Salamah cried, didn't stop crying for days.  Didn't stop until Marcus, who now had no school to go to, nor any hospital, nor any way to make even the least bit of income, woke up.  Woke up and went about his day at home without seeming to be there.  Marcus was never smart, but there was something empty, dull, dead about him as he went about his days.  He neither blamed nor forgave the Hopewells, and wouldn't listen when his father suggested that maybe he could apologize, abjectly.

Salamah felt like he had seen it coming, had known that it was going to happen.  One day, nearly two months later, while Salamah was at his Uncle's, Marcus wrote a ten-thousand word, badly spelled, angry, furious rant at the Hopewells, at everything they were, gotten into the bathtub, and slit his left wrist--he was right handed.  And then allowed himself to at last stop holding on.
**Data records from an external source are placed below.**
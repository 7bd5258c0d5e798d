//! # Finite Automata
//!
//! Generic NFA/DFA graphs over [`CharSet`] transition labels.
//!
//! ## Overview
//!
//! A [`FiniteAutomaton`] is a frozen graph of states (each with an optional
//! accept value) and edges (each with an optional label; `None` is an epsilon
//! transition). Automata are assembled through an [`NfaBuilder`] and never
//! mutated afterwards.
//!
//! The engine provides the three operations subset construction is made of:
//!
//! - [`FiniteAutomaton::closure`]: epsilon-transitive closure to a fixpoint
//! - [`FiniteAutomaton::reachable_states`]: one labelled step (an edge is
//!   taken only when its label fully contains the probe set) followed by
//!   closure
//! - [`FiniteAutomaton::to_dfa`]: worklist subset construction, partitioning
//!   each state-set's outgoing labels through the character-set algebra so
//!   successor probes never straddle an edge boundary
//!
//! When several accepting NFA states merge into one DFA state, the accept
//! value is the first value in the caller-supplied precedence order held by
//! any constituent state. The lexer generator passes token rules in
//! declaration order, making ties resolve to the first-declared rule; that
//! policy is load-bearing and must not change.

mod simulator;

pub use simulator::{DfaSimulator, SimulationStatus};

use std::collections::BTreeSet;
use std::fmt;
use std::hash::Hash;

use hashbrown::HashMap;
use smallvec::SmallVec;

use crate::charset::CharSet;

/// Identifier of a state within one automaton.
#[derive(Debug, Clone, Copy, PartialEq, Eq, Hash, PartialOrd, Ord)]
pub struct StateId(u32);

impl StateId {
    /// The state's index within its automaton.
    #[must_use]
    pub const fn index(self) -> usize {
        self.0 as usize
    }
}

impl fmt::Display for StateId {
    fn fmt(&self, f: &mut fmt::Formatter<'_>) -> fmt::Result {
        write!(f, "s{}", self.0)
    }
}

/// A transition between two states.
///
/// `label` of `None` marks an epsilon edge, traversable without input.
#[derive(Debug, Clone, PartialEq, Eq)]
pub struct Edge {
    pub from: StateId,
    pub label: Option<CharSet>,
    pub to: StateId,
}

/// Incrementally assembles an automaton.
///
/// The first state added becomes the start state.
#[derive(Debug, Clone)]
pub struct NfaBuilder<V> {
    values: Vec<Option<V>>,
    edges: Vec<Edge>,
}

impl<V> NfaBuilder<V> {
    #[must_use]
    pub fn new() -> Self {
        Self {
            values: Vec::new(),
            edges: Vec::new(),
        }
    }

    /// Adds a non-accepting state.
    pub fn add_state(&mut self) -> StateId {
        self.values.push(None);
        StateId(self.values.len() as u32 - 1)
    }

    /// Adds an accepting state carrying `value`.
    pub fn add_accept_state(&mut self, value: V) -> StateId {
        self.values.push(Some(value));
        StateId(self.values.len() as u32 - 1)
    }

    /// Adds a labelled transition.
    pub fn add_edge(&mut self, from: StateId, label: CharSet, to: StateId) {
        self.edges.push(Edge {
            from,
            label: Some(label),
            to,
        });
    }

    /// Adds an epsilon transition.
    pub fn add_epsilon(&mut self, from: StateId, to: StateId) {
        self.edges.push(Edge {
            from,
            label: None,
            to,
        });
    }

    /// Freezes the graph.
    ///
    /// # Panics
    ///
    /// Panics if no state was added.
    #[must_use]
    pub fn build(self) -> FiniteAutomaton<V> {
        assert!(!self.values.is_empty(), "automaton needs at least one state");
        let mut edges_from: Vec<SmallVec<[u32; 4]>> = vec![SmallVec::new(); self.values.len()];
        for (i, edge) in self.edges.iter().enumerate() {
            edges_from[edge.from.index()].push(i as u32);
        }
        FiniteAutomaton {
            values: self.values,
            edges: self.edges,
            edges_from,
            start: StateId(0),
        }
    }
}

impl<V> Default for NfaBuilder<V> {
    fn default() -> Self {
        Self::new()
    }
}

/// A frozen automaton.
#[derive(Debug, Clone)]
pub struct FiniteAutomaton<V> {
    values: Vec<Option<V>>,
    edges: Vec<Edge>,
    edges_from: Vec<SmallVec<[u32; 4]>>,
    start: StateId,
}

impl<V> FiniteAutomaton<V> {
    /// The start state.
    #[must_use]
    pub const fn start(&self) -> StateId {
        self.start
    }

    /// Number of states.
    #[must_use]
    pub fn state_count(&self) -> usize {
        self.values.len()
    }

    /// Number of edges, epsilon edges included.
    #[must_use]
    pub fn edge_count(&self) -> usize {
        self.edges.len()
    }

    /// Number of epsilon edges.
    #[must_use]
    pub fn epsilon_edge_count(&self) -> usize {
        self.edges.iter().filter(|e| e.label.is_none()).count()
    }

    /// Number of accepting states.
    #[must_use]
    pub fn accept_count(&self) -> usize {
        self.values.iter().filter(|v| v.is_some()).count()
    }

    /// The accept value of `state`, if it is accepting.
    #[must_use]
    pub fn value(&self, state: StateId) -> Option<&V> {
        self.values[state.index()].as_ref()
    }

    /// All state ids.
    pub fn states(&self) -> impl Iterator<Item = StateId> + '_ {
        (0..self.values.len() as u32).map(StateId)
    }

    /// Outgoing edges of `state`.
    pub fn edges_from(&self, state: StateId) -> impl Iterator<Item = &Edge> + '_ {
        self.edges_from[state.index()]
            .iter()
            .map(move |&i| &self.edges[i as usize])
    }

    /// The epsilon-transitive closure of `states`, to a fixpoint.
    #[must_use]
    pub fn closure(&self, states: &BTreeSet<StateId>) -> BTreeSet<StateId> {
        let mut closed = states.clone();
        let mut pending: Vec<StateId> = states.iter().copied().collect();
        while let Some(state) = pending.pop() {
            for edge in self.edges_from(state) {
                if edge.label.is_none() && closed.insert(edge.to) {
                    pending.push(edge.to);
                }
            }
        }
        closed
    }

    /// One labelled step over `input`, then closure.
    ///
    /// An edge is taken only when its label fully contains `input`; the
    /// caller must guarantee `input` never straddles an edge-label boundary
    /// (which [`CharSet::partitioned_union`] provides).
    #[must_use]
    pub fn reachable_states(
        &self,
        states: &BTreeSet<StateId>,
        input: &CharSet,
    ) -> BTreeSet<StateId> {
        let mut reached = BTreeSet::new();
        for &state in states {
            for edge in self.edges_from(state) {
                if let Some(label) = &edge.label {
                    if label.contains_all(input) {
                        reached.insert(edge.to);
                    }
                }
            }
        }
        self.closure(&reached)
    }
}

impl<V: Clone + Eq + Hash> FiniteAutomaton<V> {
    /// Subset construction.
    ///
    /// Discovers DFA states from `closure({start})` by a worklist: at each
    /// discovered state-set, the outgoing labels are partitioned through the
    /// character-set algebra, and each partition probes `reachable_states`
    /// for the successor. Termination is guaranteed by the bounded powerset
    /// of NFA states and the discovered-set map.
    ///
    /// `values_by_precedence` decides which accept value a merged DFA state
    /// carries: the first value in this slice held by any constituent
    /// accepting NFA state wins.
    #[must_use]
    pub fn to_dfa(&self, values_by_precedence: &[V]) -> FiniteAutomaton<V> {
        let start_set = self.closure(&BTreeSet::from([self.start]));

        let mut state_sets: Vec<BTreeSet<StateId>> = vec![start_set.clone()];
        let mut discovered: HashMap<BTreeSet<StateId>, usize> = HashMap::new();
        discovered.insert(start_set, 0);
        let mut transitions: Vec<Vec<(CharSet, usize)>> = Vec::new();

        let mut current = 0;
        while current < state_sets.len() {
            let state_set = state_sets[current].clone();

            let labels: BTreeSet<CharSet> = state_set
                .iter()
                .flat_map(|&s| self.edges_from(s))
                .filter_map(|e| e.label.clone())
                .collect();
            let labels: Vec<CharSet> = labels.into_iter().collect();
            let alphabet = CharSet::partitioned_union(&labels);

            let mut outgoing = Vec::with_capacity(alphabet.len());
            for partition in alphabet {
                let successor = self.reachable_states(&state_set, &partition);
                if successor.is_empty() {
                    continue;
                }
                let index = match discovered.get(&successor) {
                    Some(&index) => index,
                    None => {
                        let index = state_sets.len();
                        discovered.insert(successor.clone(), index);
                        state_sets.push(successor);
                        index
                    }
                };
                outgoing.push((partition, index));
            }
            transitions.push(outgoing);
            current += 1;
        }

        let mut builder = NfaBuilder::new();
        for state_set in &state_sets {
            match self.value_for_merged(state_set, values_by_precedence) {
                Some(value) => builder.add_accept_state(value),
                None => builder.add_state(),
            };
        }
        for (from, outgoing) in transitions.into_iter().enumerate() {
            for (label, to) in outgoing {
                builder.add_edge(StateId(from as u32), label, StateId(to as u32));
            }
        }
        builder.build()
    }

    /// First value in precedence order held by any constituent accepting
    /// state.
    fn value_for_merged(&self, states: &BTreeSet<StateId>, precedence: &[V]) -> Option<V> {
        let held: Vec<&V> = states.iter().filter_map(|&s| self.value(s)).collect();
        if held.is_empty() {
            return None;
        }
        precedence
            .iter()
            .find(|candidate| held.iter().any(|v| v == candidate))
            .cloned()
    }
}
Salamah had returned in time to smell the sickly sweet stench of blood, to watch his brother's body being hauled away like useless meat, to copy down the rant into his own Device, to read later.  He had been shaken, but oddly calm, as distant as his brother...but far more thoughtful. 

In the night his father had broken into his room and deleted the rant, tried to scrub it clean, and so Salamah would only know the first several hundred words.  His father, when Salamah had finished yelling at him, had said simply, "They can read these...if they found out..."

If they found out?!  What, that they were monsters, that they deserved to be destroyed?!  He had ranted until he was blue in the face.

And then his father had slapped him, hard, and left without saying another word.





Salamah studied programming, and within a week found a block which would mean that only if they were looking for a specific file, only if they knew it existed, could the Hopewells read it.  And then he filled his folder with plans for murder.  Within the first month he had found eleven viable ways, with every step listed, including where he got all the materials, and backup plans, that he could kill at least four Hopewells.

He was disappointed with himself.

Surely he could think of more than that!  And the next month, he did.

Salamah had decided it was not over with the Hopewells, that it hadn't even begun.  But he was not a fool, nor was he a hero or a fighter.  He would wait, and then he would strike, and they would suffer, and then they would die.



But a poor boy's dreams can be of blood.




Cast:



Marcus Laurent, age 15:  The older brother of Salamah, he is the first in their family to fight back against the Hopewells.  It ends poorly for him.

Salamah Laurent, age 7:  A boy who dreams of murder in the same thought that he dreams of light and knowledge.  His childhood, dead at seven, has set him on a crash course with the darkest depths of the world.